The analysis of the surface structures presented that the laser-induced front side etching method allowed successful fabrication of well-defined periodic sub-µm structures.

Furthermore, the structuring process was simulated by a thermodynamic equation including an approach of the laser–plasma interaction.

Investigations were also carried out for backside wet etching where the metal targets are replaced by strong absorbing aqueous solution. Kopitkovas et al. (2007) fabricated complex structures on UV transparent materials like quartz using conventional

XeCl excimer laser and an organic solution. They reported that roughness of the etched surface varied between 10 to 200 nm and depends on the laser fluence and pulse duration. Also the influence on the etching mechanism due to the formation of carbon deposits was discussed.
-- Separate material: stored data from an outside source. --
pub mod soffice;
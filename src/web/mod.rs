pub mod converter;
pub mod responses;
pub mod router;
pub mod session;
pub mod state;
pub mod storage;
pub mod templates;
pub mod uploads;

pub use responses::{ApiError, json_error};
pub use state::AppState;
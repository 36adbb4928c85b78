use std::{env, fmt::Display, path::PathBuf, str::FromStr, time::Duration};

use anyhow::{Context, Result, anyhow};

pub const DEFAULT_ARCHIVE_NAME: &str = "Converted.zip";
const DEFAULT_PORT: u16 = 8080;
const DEFAULT_SOFFICE_BIN: &str = "soffice";
const DEFAULT_CONVERT_TIMEOUT_SECS: u64 = 60;
const DEFAULT_SWEEP_MAX_AGE_HOURS: u64 = 24;
const DEFAULT_SWEEP_INTERVAL_MINUTES: u64 = 24 * 60;
const DEFAULT_MAX_UPLOAD_FILES: usize = 10;
const DEFAULT_MAX_UPLOAD_MB: usize = 50;

#[derive(Clone, Debug)]
pub struct AppConfig {
    pub port: u16,
    pub workspace_root: PathBuf,
    pub soffice_bin: PathBuf,
    pub convert_timeout: Duration,
    pub sweep_max_age: Duration,
    pub sweep_interval: Duration,
    pub archive_name: String,
    pub max_upload_files: usize,
    pub max_upload_bytes: usize,
}

impl Default for AppConfig {
    fn default() -> Self {
        Self {
            port: DEFAULT_PORT,
            workspace_root: env::temp_dir(),
            soffice_bin: PathBuf::from(DEFAULT_SOFFICE_BIN),
            convert_timeout: Duration::from_secs(DEFAULT_CONVERT_TIMEOUT_SECS),
            sweep_max_age: Duration::from_secs(DEFAULT_SWEEP_MAX_AGE_HOURS * 60 * 60),
            sweep_interval: Duration::from_secs(DEFAULT_SWEEP_INTERVAL_MINUTES * 60),
            archive_name: DEFAULT_ARCHIVE_NAME.to_string(),
            max_upload_files: DEFAULT_MAX_UPLOAD_FILES,
            max_upload_bytes: DEFAULT_MAX_UPLOAD_MB * 1024 * 1024,
        }
    }
}

impl AppConfig {
    pub fn from_env() -> Result<Self> {
        Self::from_lookup(|key| env::var(key).ok())
    }

    fn from_lookup<F>(lookup: F) -> Result<Self>
    where
        F: Fn(&str) -> Option<String>,
    {
        let defaults = Self::default();
        let var = |key: &str| lookup(key).filter(|value| !value.trim().is_empty());

        let convert_timeout_secs: u64 =
            parse_var(&var, "CONVERT_TIMEOUT_SECS", DEFAULT_CONVERT_TIMEOUT_SECS)?;
        if convert_timeout_secs == 0 {
            return Err(anyhow!("CONVERT_TIMEOUT_SECS must be greater than 0"));
        }
        let sweep_max_age_hours: u64 =
            parse_var(&var, "SWEEP_MAX_AGE_HOURS", DEFAULT_SWEEP_MAX_AGE_HOURS)?;
        if sweep_max_age_hours == 0 {
            return Err(anyhow!("SWEEP_MAX_AGE_HOURS must be greater than 0"));
        }
        let sweep_interval_minutes: u64 =
            parse_var(&var, "SWEEP_INTERVAL_MINUTES", DEFAULT_SWEEP_INTERVAL_MINUTES)?;
        if sweep_interval_minutes == 0 {
            return Err(anyhow!("SWEEP_INTERVAL_MINUTES must be greater than 0"));
        }
        let max_upload_files: usize =
            parse_var(&var, "MAX_UPLOAD_FILES", DEFAULT_MAX_UPLOAD_FILES)?;
        if max_upload_files == 0 {
            return Err(anyhow!("MAX_UPLOAD_FILES must be greater than 0"));
        }
        let max_upload_mb: usize = parse_var(&var, "MAX_UPLOAD_MB", DEFAULT_MAX_UPLOAD_MB)?;

        Ok(Self {
            port: parse_var(&var, "PORT", DEFAULT_PORT)?,
            workspace_root: var("WORKSPACE_ROOT")
                .map(PathBuf::from)
                .unwrap_or(defaults.workspace_root),
            soffice_bin: var("SOFFICE_BIN")
                .map(PathBuf::from)
                .unwrap_or(defaults.soffice_bin),
            convert_timeout: Duration::from_secs(convert_timeout_secs),
            sweep_max_age: scaled_duration(sweep_max_age_hours, 60 * 60, "SWEEP_MAX_AGE_HOURS")?,
            sweep_interval: scaled_duration(
                sweep_interval_minutes,
                60,
                "SWEEP_INTERVAL_MINUTES",
            )?,
            archive_name: var("ARCHIVE_NAME").unwrap_or(defaults.archive_name),
            max_upload_files,
            max_upload_bytes: max_upload_mb
                .checked_mul(1024 * 1024)
                .ok_or_else(|| anyhow!("MAX_UPLOAD_MB is too large"))?,
        })
    }
}

fn scaled_duration(value: u64, unit_secs: u64, key: &str) -> Result<Duration> {
    value
        .checked_mul(unit_secs)
        .map(Duration::from_secs)
        .ok_or_else(|| anyhow!("{key} is too large"))
}

fn parse_var<T, F>(var: &F, key: &str, default: T) -> Result<T>
where
    T: FromStr,
    T::Err: Display,
    F: Fn(&str) -> Option<String>,
{
    match var(key) {
        Some(raw) => raw
            .trim()
            .parse()
            .map_err(|err| anyhow!("{err}"))
            .with_context(|| format!("invalid value for {key}: {raw:?}")),
        None => Ok(default),
    }
}
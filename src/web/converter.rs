use std::{borrow::Cow, path::Path};

use axum::{
    Json,
    extract::{Multipart, Path as AxumPath, Query, State},
    http::StatusCode,
    response::{Html, Redirect, Response},
};
use axum_extra::extract::cookie::CookieJar;
use base64::{Engine as _, engine::general_purpose::STANDARD as BASE64};
use serde::Deserialize;
use tracing::{error, info, warn};

use crate::{
    web::{
        AppState,
        responses::{ApiError, json_error, session_missing, workspace_error},
        session::{clear_session, existing_session, resolve_session},
        storage::stream_file,
        templates::{PageLayout, escape_html, render_footer, render_page},
        uploads::{FileFieldConfig, UploadedFile, read_upload_form},
    },
    workspace::{
        DOCUMENT_EXTENSIONS, DeleteMatching, FileFilter, FileKind, StoredFile, Workspace,
        WorkspaceResult, archive, delete_matching, find_file, is_duplicate,
        list_files, safe_file_name, store_upload,
    },
};

const UPLOAD_FIELD: &str = "files";
const PAGE_TITLE: &str = "Office 转 PDF 转换器";

#[derive(Debug, Clone, Copy, PartialEq, Eq)]
enum FlashKind {
    Success,
    Info,
    Error,
}

impl FlashKind {
    fn class(self) -> &'static str {
        match self {
            FlashKind::Success => "success",
            FlashKind::Info => "info",
            FlashKind::Error => "error",
        }
    }
}

#[derive(Debug, Clone)]
struct Flash {
    kind: FlashKind,
    message: String,
}

impl Flash {
    fn success(message: impl Into<String>) -> Self {
        Self {
            kind: FlashKind::Success,
            message: message.into(),
        }
    }

    fn info(message: impl Into<String>) -> Self {
        Self {
            kind: FlashKind::Info,
            message: message.into(),
        }
    }

    fn error(message: impl Into<String>) -> Self {
        Self {
            kind: FlashKind::Error,
            message: message.into(),
        }
    }
}

#[derive(Default, Deserialize)]
pub struct HomeQuery {
    pub status: Option<String>,
    pub error: Option<String>,
    pub preview: Option<String>,
}

#[derive(Default, Deserialize)]
pub struct ClearQuery {
    pub kind: Option<FileKind>,
}

#[derive(Default, Deserialize)]
pub struct ListQuery {
    pub kind: Option<FileKind>,
    pub suffix: Option<String>,
}

pub async fn home(
    State(state): State<AppState>,
    jar: CookieJar,
    Query(params): Query<HomeQuery>,
) -> Result<(CookieJar, Html<String>), (StatusCode, Html<String>)> {
    let (jar, session) = resolve_session(jar);
    let workspace = state
        .workspaces()
        .create_or_get(session)
        .await
        .map_err(|err| {
            error!(?err, %session, "failed to prepare session workspace");
            server_error()
        })?;

    let flashes = compose_flash(&params);
    let html = render_workspace_page(&state, &workspace, &flashes, params.preview.as_deref())
        .await
        .map_err(|err| {
            error!(?err, %session, "failed to render workspace page");
            server_error()
        })?;

    Ok((jar, Html(html)))
}

pub async fn convert_uploads(
    State(state): State<AppState>,
    jar: CookieJar,
    multipart: Multipart,
) -> Result<(CookieJar, Html<String>), (StatusCode, Html<String>)> {
    let (jar, session) = resolve_session(jar);
    let workspace = state
        .workspaces()
        .create_or_get(session)
        .await
        .map_err(|err| {
            error!(?err, %session, "failed to prepare session workspace");
            server_error()
        })?;

    let field = FileFieldConfig::new(
        UPLOAD_FIELD,
        DOCUMENT_EXTENSIONS,
        state.config().max_upload_files,
    );

    let mut flashes = Vec::new();
    let preview = match read_upload_form(multipart, &field).await {
        Ok(files) => convert_files(&state, &workspace, files, &mut flashes).await,
        Err(err) => {
            warn!(%err, %session, "rejected upload");
            flashes.push(Flash::error(err.message()));
            None
        }
    };

    let html = render_workspace_page(&state, &workspace, &flashes, preview.as_deref())
        .await
        .map_err(|err| {
            error!(?err, %session, "failed to render workspace page");
            server_error()
        })?;

    Ok((jar, Html(html)))
}

/// Store and convert uploads in order, stopping at the first failure.
/// Returns the name of the last PDF produced, for the preview.
async fn convert_files(
    state: &AppState,
    workspace: &Workspace,
    files: Vec<UploadedFile>,
    flashes: &mut Vec<Flash>,
) -> Option<String> {
    let limit = state.config().convert_timeout;
    let mut preview = None;

    for file in files {
        let fingerprint = file.fingerprint();
        match is_duplicate(workspace, &file.stored_name, &fingerprint).await {
            Ok(true) => {
                info!(
                    name = fingerprint.name(),
                    size = fingerprint.size(),
                    "skipped duplicate upload"
                );
                flashes.push(Flash::info(format!(
                    "`{}` 已在临时文件夹中，跳过重复转换。",
                    file.original_name
                )));
                continue;
            }
            Ok(false) => {}
            Err(err) => {
                error!(?err, file = %file.stored_name, "duplicate check failed");
                flashes.push(Flash::error(format!(
                    "无法检查 `{}`：{err}",
                    file.original_name
                )));
                break;
            }
        }

        let source = match store_upload(workspace, &file.stored_name, &file.bytes).await {
            Ok(path) => path,
            Err(err) => {
                error!(?err, file = %file.stored_name, "failed to store upload");
                flashes.push(Flash::error(format!(
                    "保存 `{}` 失败：{err}",
                    file.original_name
                )));
                break;
            }
        };

        match state.soffice().convert(&source, workspace.path(), limit).await {
            Ok(pdf_path) => {
                let pdf_name = pdf_path
                    .file_name()
                    .map(|name| name.to_string_lossy().into_owned())
                    .unwrap_or_default();
                flashes.push(Flash::success(format!("转换成功：{pdf_name}")));
                preview = Some(pdf_name);
            }
            Err(err) => {
                error!(?err, source = %source.display(), "conversion failed");
                flashes.push(Flash::error(format!(
                    "`{}` 转换失败：{err}",
                    file.original_name
                )));
                break;
            }
        }
    }

    preview
}

pub async fn download_file(
    State(state): State<AppState>,
    jar: CookieJar,
    AxumPath(name): AxumPath<String>,
) -> Result<Response, ApiError> {
    let workspace = session_workspace(&state, &jar)
        .await
        .ok_or_else(session_missing)?;

    let file = find_file(&workspace, &name)
        .await
        .map_err(workspace_error)?
        .ok_or_else(|| json_error(StatusCode::NOT_FOUND, "文件不存在。"))?;

    stream_file(
        &file.path,
        &file.name,
        mime::APPLICATION_OCTET_STREAM.as_ref(),
    )
    .await
}

pub async fn download_archive(
    State(state): State<AppState>,
    jar: CookieJar,
) -> Result<Response, ApiError> {
    let workspace = session_workspace(&state, &jar)
        .await
        .ok_or_else(session_missing)?;
    let config = state.config();

    let archive_path = build_pdf_archive(&workspace, &config.archive_name)
        .await
        .map_err(workspace_error)?
        .ok_or_else(|| json_error(StatusCode::NOT_FOUND, "没有可下载的 PDF 文件。"))?;

    stream_file(
        &archive_path,
        &config.archive_name,
        mime::APPLICATION_OCTET_STREAM.as_ref(),
    )
    .await
}

async fn build_pdf_archive(
    workspace: &Workspace,
    archive_name: &str,
) -> WorkspaceResult<Option<std::path::PathBuf>> {
    let pdfs = list_files(workspace, &FileFilter::Kind(FileKind::Pdf)).await?;
    let paths: Vec<_> = pdfs.into_iter().map(|file| file.path).collect();
    archive(&paths, workspace.path(), archive_name).await
}

pub async fn delete_file(
    State(state): State<AppState>,
    jar: CookieJar,
    AxumPath(name): AxumPath<String>,
) -> Redirect {
    let Some(workspace) = session_workspace(&state, &jar).await else {
        return Redirect::to("/?error=session_missing");
    };
    let Ok(name) = safe_file_name(&name) else {
        return Redirect::to("/?error=invalid_name");
    };

    let stem = match Path::new(&name).file_stem() {
        Some(stem) => stem.to_string_lossy().into_owned(),
        None => name.clone(),
    };

    match delete_matching(&workspace, &DeleteMatching::Stem(stem.clone())).await {
        Ok(removed) => {
            info!(%stem, removed, "deleted files by stem");
            Redirect::to("/?status=deleted")
        }
        Err(err) => {
            error!(?err, %stem, "failed to delete files");
            Redirect::to("/?error=delete_failed")
        }
    }
}

pub async fn clear_workspace(
    State(state): State<AppState>,
    jar: CookieJar,
    Query(params): Query<ClearQuery>,
) -> Redirect {
    let Some(workspace) = session_workspace(&state, &jar).await else {
        return Redirect::to("/?error=session_missing");
    };

    let predicate = params
        .kind
        .map(DeleteMatching::Kind)
        .unwrap_or(DeleteMatching::All);

    match delete_matching(&workspace, &predicate).await {
        Ok(removed) => {
            info!(?predicate, removed, "cleared workspace files");
            Redirect::to("/?status=cleared")
        }
        Err(err) => {
            error!(?err, ?predicate, "failed to clear workspace");
            Redirect::to("/?error=delete_failed")
        }
    }
}

pub async fn list_workspace_files(
    State(state): State<AppState>,
    jar: CookieJar,
    Query(params): Query<ListQuery>,
) -> Result<Json<Vec<StoredFile>>, ApiError> {
    let Some(workspace) = session_workspace(&state, &jar).await else {
        return Ok(Json(Vec::new()));
    };

    let filter = match (params.kind, params.suffix) {
        (Some(kind), _) => FileFilter::Kind(kind),
        (None, Some(suffix)) => FileFilter::Suffix(suffix),
        (None, None) => FileFilter::All,
    };

    list_files(&workspace, &filter)
        .await
        .map(Json)
        .map_err(workspace_error)
}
Niino et al. (2006) fabricated well-defined deep trenches without crack on fused silica plates. Kim and Park (2017) fabricated circuit patterned glass by backside wet etching followed by electroless plating. Further, Vass et al. (2015) carried out comparative study on grating fabrication by backside wet etching and direct ablation by ultrashort laser pulses. Tsvetkov et al. (2017) investigated the mechanism involved in single-pulse laser-induced backside wet etching of silicate glass. The study showed significant differences in the mechanism of crater formation in the “soft” mode (laser fluence < 150-170 J/cm²) and in the “hard” mode (at higher laser fluencies). Accurate craters with good pulse to pulse reproducibility of their shape and smooth walls were obtained in “soft” mode which was not obtained in “hard” mode. Hopp et al. (2009) carried out a comparative study for laser-induced backside dry and wet etching of transparent material using solid and molten tin as absorbers. It showed that etch rate was same for both the method for the first pulse. However for successive laser pulses, etch rate was seen decreasing for dry etching while for wet etching it was maintained constant. It was found that decreasing etch rate was due to residual tin incorporation near the fused silica surface. Ehrhardt et al. (2017) studied the confinement effect of thin liquid and solid hydrocarbon absorber films with different thickness at the laser induced backside etching. It was noted that the phase of the absorber (solid or liquid) does not influence the principle backside etching characteristics, whereas the thickness of the absorber at the interface influences the etching rate.

Observations

From the available literature, it can be noted that most of the research related to laser processing of transparent materials employ ultrashort pulsed lasers or lasers of short wavelength. Though, the ultrashort lasers produce clean and quality micro-channels, they are expensive and provide low material removal rate. Moreover, their ablation capability is also restricted to a few hundreds of nano meter. Very scant work hasbeen reported on the use of LIPAA process in the fabrication of microchannels on PC. Also, it has been obsevered that limited work on the study of the effect of the laser process parameters on the channel dimensions and surface quality during LIPAA process has been reported.

Moreover, the application of millisecond pulsed lasers during LIPAA for the fabrication

of microchannels on PC was also found to be very limited. It can also be observed that there has been limited research on the investigation of the effect of the metal target properties on the geometrical characteristics of the microchannels produced during the LIPAA process.